Prospects are looking pretty bright for Mark Wahlberg's new war movie, Lone Survivor, which is set for release in the new year. Early reviews have praised the Ted actor's involvement in a hard-hitting modern warfare drama which is based on the true story of the US army's failed attempt to capture a Taliban leader in 2005 and is adapted from Navy SEAL Marcus Luttrell's book, Lone Survivor: The Eyewitness Account of Operation Redwing and the Lost Heroes of SEAL Team 10.

Mark Wahlberg Lone Survivor
Mark Wahlberg Stars As A Soldier In Peter Berg's War Adaptation.

However, despite Wahlberg's proven considerable acting prowess, Hancock's Peter Berg at the helm and Emile Hirsch and Taylor Kitsch in the cast, it was apparently tough to secure funding for the project. Financiers were stunned that they were able to raise the funds at last year's Cannes Film Festival. "We knew that getting presales from the Europeans that this was not going to be easy," remembers Stephan Martirosyan, CFO of Envision Entertainment and a partner in Foresight Unlimited. "It's just not the kind of story that the Europeans care a lot about," he added, via Variety.

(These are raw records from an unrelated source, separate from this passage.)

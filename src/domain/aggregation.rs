use std::collections::{BTreeMap, HashMap};

use chrono::NaiveDate;
use serde::{Deserialize, Serialize};

use super::{Amount, Category, Transaction, TransactionType};

/// Income, expense and their difference over a set of transactions.
#[derive(Debug, Clone, Copy, Default, PartialEq, Serialize, Deserialize)]
pub struct BalanceSummary {
    pub income: Amount,
    pub expense: Amount,
    pub balance: Amount,
}

/// Total of one category and its share of the type's total.
#[derive(Debug, Clone, PartialEq, Serialize, Deserialize)]
pub struct CategoryBreakdown {
    pub category: Category,
    pub amount: Amount,
    pub percentage: f64,
}

/// Income and expense of a single calendar day.
#[derive(Debug, Clone, PartialEq, Serialize, Deserialize)]
pub struct TimeSeriesPoint {
    pub date: NaiveDate,
    pub income: Amount,
    pub expense: Amount,
    /// That day's income minus that day's expense (not cumulative)
    pub balance: Amount,
}

/// Compute the balance summary for a list of transactions.
/// Balance = sum of income - sum of expenses
pub fn compute_balance_summary(transactions: &[Transaction]) -> BalanceSummary {
    let (income, expense) =
        transactions
            .iter()
            .fold((0.0, 0.0), |(income, expense), transaction| {
                match transaction.transaction_type {
                    TransactionType::Income => (income + transaction.amount, expense),
                    TransactionType::Expense => (income, expense + transaction.amount),
                }
            });

    BalanceSummary {
        income,
        expense,
        balance: income - expense,
    }
}

/// Group the transactions of one type by category.
///
/// Returns one entry per category present, sorted by amount (largest first).
/// Categories with equal amounts keep the order in which they were first seen.
/// Returns an empty list when no transaction has the requested type.
pub fn compute_category_breakdown(
    transactions: &[Transaction],
    transaction_type: TransactionType,
) -> Vec<CategoryBreakdown> {
    let mut totals: Vec<(Category, Amount)> = Vec::new();
    let mut positions: HashMap<Category, usize> = HashMap::new();

    for transaction in transactions
        .iter()
        .filter(|t| t.transaction_type == transaction_type)
    {
        match positions.get(&transaction.category) {
            Some(&index) => totals[index].1 += transaction.amount,
            None => {
                positions.insert(transaction.category, totals.len());
                totals.push((transaction.category, transaction.amount));
            }
        }
    }

    let total: Amount = totals.iter().map(|(_, amount)| amount).sum();

    let mut breakdown: Vec<CategoryBreakdown> = totals
        .into_iter()
        .map(|(category, amount)| CategoryBreakdown {
            category,
            amount,
            percentage: if total > 0.0 {
                amount / total * 100.0
            } else {
                0.0
            },
        })
        .collect();

    // sort_by is stable, so ties stay in first-seen order
    breakdown.sort_by(|a, b| b.amount.total_cmp(&a.amount));
    breakdown
}

/// Bucket transactions by the calendar day they were recorded on.
/// Returns one point per day that has transactions, oldest first.
pub fn compute_time_series(transactions: &[Transaction]) -> Vec<TimeSeriesPoint> {
    let mut days: BTreeMap<NaiveDate, (Amount, Amount)> = BTreeMap::new();

    for transaction in transactions {
        let entry = days.entry(transaction.day()).or_insert((0.0, 0.0));
        match transaction.transaction_type {
            TransactionType::Income => entry.0 += transaction.amount,
            TransactionType::Expense => entry.1 += transaction.amount,
        }
    }

    days.into_iter()
        .map(|(date, (income, expense))| TimeSeriesPoint {
            date,
            income,
            expense,
            balance: income - expense,
        })
        .collect()
}

#[cfg(test)]
mod tests {
    use chrono::{DateTime, FixedOffset};

    use super::*;

    fn at(s: &str) -> DateTime<FixedOffset> {
        DateTime::parse_from_rfc3339(s).unwrap()
    }

    fn income(amount: Amount, category: Category, date: &str) -> Transaction {
        Transaction::new(amount, TransactionType::Income, category, at(date))
    }

    fn expense(amount: Amount, category: Category, date: &str) -> Transaction {
        Transaction::new(amount, TransactionType::Expense, category, at(date))
    }

    #[test]
    fn test_balance_summary_empty() {
        assert_eq!(compute_balance_summary(&[]), BalanceSummary::default());
    }

    #[test]
    fn test_balance_summary_mixed() {
        let transactions = vec![
            income(100.0, Category::Salary, "2024-01-01T00:00:00Z"),
            expense(40.0, Category::Food, "2024-01-01T00:00:00Z"),
            expense(20.0, Category::Food, "2024-01-02T00:00:00Z"),
        ];

        let summary = compute_balance_summary(&transactions);
        assert_eq!(summary.income, 100.0);
        assert_eq!(summary.expense, 60.0);
        assert_eq!(summary.balance, 40.0);
    }

    #[test]
    fn test_balance_can_be_negative() {
        let transactions = vec![expense(75.5, Category::Housing, "2024-01-01T00:00:00Z")];
        let summary = compute_balance_summary(&transactions);
        assert_eq!(summary.balance, -75.5);
    }

    #[test]
    fn test_breakdown_empty_when_type_missing() {
        let transactions = vec![income(100.0, Category::Salary, "2024-01-01T00:00:00Z")];
        assert!(compute_category_breakdown(&transactions, TransactionType::Expense).is_empty());
        assert!(compute_category_breakdown(&[], TransactionType::Income).is_empty());
    }

    #[test]
    fn test_breakdown_groups_and_sorts() {
        let transactions = vec![
            expense(10.0, Category::Food, "2024-01-01T00:00:00Z"),
            expense(50.0, Category::Housing, "2024-01-02T00:00:00Z"),
            expense(15.0, Category::Food, "2024-01-03T00:00:00Z"),
            income(999.0, Category::Salary, "2024-01-03T00:00:00Z"),
            expense(25.0, Category::Health, "2024-01-04T00:00:00Z"),
        ];

        let breakdown = compute_category_breakdown(&transactions, TransactionType::Expense);
        let categories: Vec<Category> = breakdown.iter().map(|b| b.category).collect();
        assert_eq!(
            categories,
            vec![Category::Housing, Category::Food, Category::Health]
        );
        assert_eq!(breakdown[1].amount, 25.0);
        assert_eq!(breakdown[0].percentage, 50.0);
        assert_eq!(breakdown[1].percentage, 25.0);
    }

    #[test]
    fn test_breakdown_ties_keep_first_seen_order() {
        let transactions = vec![
            expense(20.0, Category::Shopping, "2024-01-01T00:00:00Z"),
            expense(20.0, Category::Debt, "2024-01-01T00:00:00Z"),
            expense(30.0, Category::Utilities, "2024-01-01T00:00:00Z"),
            expense(20.0, Category::Education, "2024-01-01T00:00:00Z"),
        ];

        let breakdown = compute_category_breakdown(&transactions, TransactionType::Expense);
        let categories: Vec<Category> = breakdown.iter().map(|b| b.category).collect();
        assert_eq!(
            categories,
            vec![
                Category::Utilities,
                Category::Shopping,
                Category::Debt,
                Category::Education
            ]
        );
    }

    #[test]
    fn test_time_series_empty() {
        assert!(compute_time_series(&[]).is_empty());
    }

    #[test]
    fn test_time_series_buckets_by_day() {
        let transactions = vec![
            expense(20.0, Category::Food, "2024-01-02T18:00:00Z"),
            income(100.0, Category::Salary, "2024-01-01T09:00:00Z"),
            expense(40.0, Category::Food, "2024-01-01T20:15:00Z"),
        ];

        let series = compute_time_series(&transactions);
        assert_eq!(series.len(), 2);
        assert_eq!(series[0].date.to_string(), "2024-01-01");
        assert_eq!(series[0].income, 100.0);
        assert_eq!(series[0].expense, 40.0);
        assert_eq!(series[0].balance, 60.0);
        assert_eq!(series[1].date.to_string(), "2024-01-02");
        assert_eq!(series[1].income, 0.0);
        assert_eq!(series[1].balance, -20.0);
    }

    #[test]
    fn test_time_series_uses_recorded_day_not_utc_day() {
        let transactions = vec![
            expense(5.0, Category::Food, "2024-01-01T23:00:00-03:00"),
            expense(7.0, Category::Food, "2024-01-02T01:00:00Z"),
        ];

        let series = compute_time_series(&transactions);
        // The first one is 02:00 UTC on the 2nd, yet it belongs to the 1st
        assert_eq!(series.len(), 2);
        assert_eq!(series[0].date.to_string(), "2024-01-01");
        assert_eq!(series[0].expense, 5.0);
    }
}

"We didn't want to make a political film," said Mark Damon, who handles Envision's foreign sales. "At first glance, it seemed like a jingoist film that would probably not win any Oscars, but Peter did a great job at Cannes and then made a great film - much more than we were expecting." It turns out that any early fears for the movie's potential success were likely unfounded as critics begin to file their early reviews.

Watch The 'Lone Survivor' Trailer:

Both reviewers and execs have been astonished by Berg's attention to detail which included spending a great deal of time with the author and former soldier as well as living for a month with Navy SEALs in Iraq and shooting in the challenging New Mexico mountains. "We feel the heat, sense the tension, see the fear beneath the bravado," says the NY Daily News' Elizabeth Weitzman who scores the film low for its emphasis on action over building the personalities of the main soldiers.

Sure, Saving Private Ryan this is not with its fight scenes that are "graphically brutal and unbearably intense as any ever put on screen [...] destruction is Berg's primary focus."

IGN agrees that Lone Survivor is toe-curlingly graphic: "each bullet hit is gratuitously depicted for maximum brutality" in a movie "adeptly crafted but without much soul." Wahlberg and co. "never become much more than four very tough men," laments NJ.com's The Star-Ledger but points out that we've come to expect little different from the characteristically "lunkhead" director Berg who opts for "rough outbursts than real feelings" in his movies.

Taylor Kitsch Lone Survivor
Critics Were Left Longing For A Little Humanity After Watching 'Lone Survivor.'

Fans of war games such as Call of Duty will be well-versed in violence over compassion but we don't play shooting games to be reminded that the avatar we've just gunned down is human and we don't wish to go to movies to be presented with unfulfilled character profiles.

Indeed, with advancing CGI technology, the lines between video game and movie are becoming more blurred with every first-person shooter release and action movie. Even movies like The Hobbit are now shot from a gaming viewpoint where the viewer is seated behind the action whereas video games are beginning to pad out their stories with character motives and inter-player bonding.

Lone Survivor is simply the next step in this evolution and will click with those who enjoy bloody brutality and don't want to imagine there is any human motive behind the seemingly senseless evil of the Taliban.

Lone Survivor will be released in the US on the 10th January 2014 and in the UK on the 31st January.